→ Directions for this task
Below are the records; give the number of their lines that contain the word "super" and nothing more.

··· Dataset entries ···

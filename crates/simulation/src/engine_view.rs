use std::collections::BTreeMap;

use crate::risk::flood_risk;
use crate::scenario::{ScenarioConfig, ZoneId, ZoneParameters};
use crate::surrogate::TransitionModel;

/// Read-only view of one session's current state.
///
/// The forecaster and the CVaR evaluator only ever see this view, so they
/// cannot mutate live session state.
#[derive(Debug, Clone, Copy)]
pub struct EngineView<'a> {
    pub config: &'a ScenarioConfig,
    pub model: &'a TransitionModel,
    pub storages: &'a BTreeMap<ZoneId, f64>,
    /// Hours already played; the next step uses rainfall at this index.
    pub hour: usize,
    pub budget: f64,
    pub trust: f64,
}

impl<'a> EngineView<'a> {
    /// Zones in id order with their current storage.
    pub fn zones(&self) -> impl Iterator<Item = (&'a ZoneId, &'a ZoneParameters, f64)> + 'a {
        let storages = self.storages;
        self.config
            .zones
            .iter()
            .map(move |(id, params)| (id, params, storages.get(id).copied().unwrap_or(0.0)))
    }

    /// One transition of a single zone: `(next_storage, risk)`.
    pub fn advance_zone(
        &self,
        storage: f64,
        rain: f64,
        effect: f64,
        params: &ZoneParameters,
    ) -> (f64, f64) {
        let next = self.model.predict_next_storage(storage, rain, effect, params);
        (next, flood_risk(next, params.threshold))
    }
}
//! Request executor system: drains the [`SessionRequestQueue`] each update
//! and runs every request against the [`SessionDirectory`], recording
//! outcomes in the [`SessionResultLog`].

use bevy::prelude::*;

use crate::directory::SessionDirectory;
use crate::scenario::ScenarioCatalog;
use crate::settings::AdvisorySettings;
use crate::sim_rng::{RandomSource, SimRng};
use crate::surrogate::TransitionModel;

use super::result_log::SessionResultLog;
use super::{SessionOutcome, SessionRequest, SessionRequestQueue};

// ---------------------------------------------------------------------------
// System
// ---------------------------------------------------------------------------

/// Drains all pending requests from the queue and executes them in order.
#[allow(clippy::too_many_arguments)]
pub fn execute_session_requests(
    mut queue: ResMut<SessionRequestQueue>,
    mut log: ResMut<SessionResultLog>,
    mut directory: ResMut<SessionDirectory>,
    mut catalog: ResMut<ScenarioCatalog>,
    mut rng: ResMut<SimRng>,
    model: Res<TransitionModel>,
    settings: Res<AdvisorySettings>,
) {
    for queued in queue.drain() {
        let outcome = execute_single(
            &queued.request,
            &mut directory,
            &mut catalog,
            &mut rng,
            &model,
            &settings,
        );
        if let Some(message) = outcome.error() {
            warn!("Request {} ({:?}) failed: {message}", queued.id, queued.source);
        }
        log.push(queued, outcome);
    }
}

// ---------------------------------------------------------------------------
// Dispatcher
// ---------------------------------------------------------------------------

fn execute_single(
    request: &SessionRequest,
    directory: &mut SessionDirectory,
    catalog: &mut ScenarioCatalog,
    rng: &mut SimRng,
    model: &TransitionModel,
    settings: &AdvisorySettings,
) -> SessionOutcome {
    match request {
        SessionRequest::ListScenarios => SessionOutcome::Scenarios(catalog.listings()),
        SessionRequest::ReloadScenarios => match catalog.reload() {
            Ok(()) => SessionOutcome::Reloaded {
                count: catalog.len(),
            },
            Err(e) => SessionOutcome::Error(e.to_string()),
        },
        SessionRequest::Start { scenario_id, seed } => {
            let seed = seed.unwrap_or_else(|| rng.next_seed());
            outcome(
                directory.start(catalog, model, settings, scenario_id, seed),
                SessionOutcome::Started,
            )
        }
        SessionRequest::Step {
            game_id,
            action,
            zone_id,
        } => outcome(
            directory.step(*game_id, action, zone_id.as_deref()),
            SessionOutcome::Stepped,
        ),
        SessionRequest::State { game_id } => {
            outcome(directory.status(*game_id), SessionOutcome::State)
        }
        SessionRequest::Replay { game_id } => {
            outcome(directory.replay(*game_id), SessionOutcome::Replay)
        }
        SessionRequest::Summary { game_id, locale } => outcome(
            directory.summary(*game_id, locale),
            SessionOutcome::Summary,
        ),
    }
}

fn outcome<T, E: std::fmt::Display>(
    result: Result<T, E>,
    wrap: impl FnOnce(T) -> SessionOutcome,
) -> SessionOutcome {
    match result {
        Ok(value) => wrap(value),
        Err(e) => SessionOutcome::Error(e.to_string()),
    }
}
use std::collections::BTreeMap;
use std::fmt;

use bitcode::{Decode, Encode};
use serde::{Deserialize, Serialize};

use crate::advisory::Recommendation;
use crate::forecast::Forecast;
use crate::localization::{Localization, DEFAULT_LOCALE};
use crate::scenario::{ActionId, ZoneId};

// ---------------------------------------------------------------------------
// Observation
// ---------------------------------------------------------------------------

/// Rainfall seen by the player at a result's hour.
#[derive(Debug, Clone, Copy, Default, PartialEq, Serialize, Deserialize, Encode, Decode)]
pub struct Observation {
    /// Rain in the most recently played hour.
    pub rain: f64,
    /// Sum over the last six played hours.
    pub rain_6h: f64,
    /// Sum since the start of the scenario.
    pub accum: f64,
}

impl Observation {
    /// Observation after `hour` played hours. All zeros at hour 0.
    pub fn at_hour(rainfall: &[f64], hour: usize) -> Self {
        if hour == 0 || rainfall.is_empty() {
            return Self::default();
        }
        let idx = (hour - 1).min(rainfall.len() - 1);
        let window_start = idx.saturating_sub(crate::config::RAIN_WINDOW_HOURS - 1);
        Self {
            rain: rainfall[idx],
            rain_6h: rainfall[window_start..=idx].iter().sum(),
            accum: rainfall[..=idx].iter().sum(),
        }
    }
}

// ---------------------------------------------------------------------------
// State snapshot
// ---------------------------------------------------------------------------

#[derive(Debug, Clone, PartialEq, Serialize, Deserialize, Encode, Decode)]
pub struct ZoneState {
    pub id: ZoneId,
    pub name: String,
    pub storage: f64,
    pub risk: f64,
    /// Risk above 0.8.
    pub flooded: bool,
}

#[derive(Debug, Clone, Copy, PartialEq, Eq, Serialize, Deserialize, Encode, Decode)]
pub enum FailureReason {
    #[serde(rename = "PUBLIC_OUTRAGE")]
    PublicOutrage,
}

/// Player-facing state after a step.
#[derive(Debug, Clone, PartialEq, Serialize, Deserialize, Encode, Decode)]
pub struct StateSnapshot {
    pub zones: BTreeMap<ZoneId, ZoneState>,
    pub budget: f64,
    /// `max(trust, 0)` rounded to one decimal.
    pub trust: f64,
    pub cooldowns: BTreeMap<ActionId, u32>,
    /// Every hour of the scenario has been played.
    pub done: bool,
    pub game_over: bool,
    pub failure_reason: Option<FailureReason>,
}

// ---------------------------------------------------------------------------
// Reward and events
// ---------------------------------------------------------------------------

#[derive(Debug, Clone, Copy, Default, PartialEq, Serialize, Deserialize, Encode, Decode)]
pub struct Reward {
    /// `-(damage + cost)` for this step.
    pub delta: f64,
    pub total: f64,
    pub damage: f64,
    pub cost: f64,
}

/// Something noteworthy that happened during a step.
#[derive(Debug, Clone, PartialEq, Serialize, Deserialize, Encode, Decode)]
#[serde(tag = "kind", rename_all = "snake_case")]
pub enum StepEvent {
    EmergencyFunding { budget_gain: f64, trust_penalty: f64 },
    CriticalFlooding { zone: ZoneId },
    CouncilGrant { amount: f64, trust: f64 },
    CommanderRemoved,
}

impl StepEvent {
    /// Text in `locale`.
    pub fn describe(&self, locale: &str) -> String {
        let strings = Localization::shared();
        match self {
            StepEvent::EmergencyFunding {
                budget_gain,
                trust_penalty,
            } => {
                let gain = format!("{budget_gain:.1}");
                let penalty = format!("{trust_penalty:.1}");
                strings.format(
                    locale,
                    "event.emergency_funding",
                    &[("gain", gain.as_str()), ("penalty", penalty.as_str())],
                )
            }
            StepEvent::CriticalFlooding { zone } => {
                strings.format(locale, "event.critical_flooding", &[("zone", zone.as_str())])
            }
            StepEvent::CouncilGrant { amount, trust } => {
                let amount = format!("{amount:.1}");
                let trust = format!("{trust:.1}");
                strings.format(
                    locale,
                    "event.council_grant",
                    &[("amount", amount.as_str()), ("trust", trust.as_str())],
                )
            }
            StepEvent::CommanderRemoved => strings.t(locale, "event.commander_removed").to_string(),
        }
    }
}

impl fmt::Display for StepEvent {
    fn fmt(&self, f: &mut fmt::Formatter<'_>) -> fmt::Result {
        f.write_str(&self.describe(DEFAULT_LOCALE))
    }
}

// ---------------------------------------------------------------------------
// Step result
// ---------------------------------------------------------------------------

/// Immutable record of one played hour (or of the start of the game).
#[derive(Debug, Clone, PartialEq, Serialize, Deserialize, Encode, Decode)]
pub struct StepResult {
    pub action: ActionId,
    pub zone_id: Option<ZoneId>,
    /// Hours played when this result was recorded.
    pub t: u32,
    pub obs: Observation,
    pub state: StateSnapshot,
    pub forecast: Forecast,
    pub recommendation: Recommendation,
    pub reward: Reward,
    pub events: Vec<StepEvent>,
}

/// Ordered history of one session.
#[derive(Debug, Clone, PartialEq, Serialize, Deserialize, Encode, Decode)]
pub struct SessionReplay {
    pub scenario_id: String,
    pub history: Vec<StepResult>,
}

···

→ Finished task
2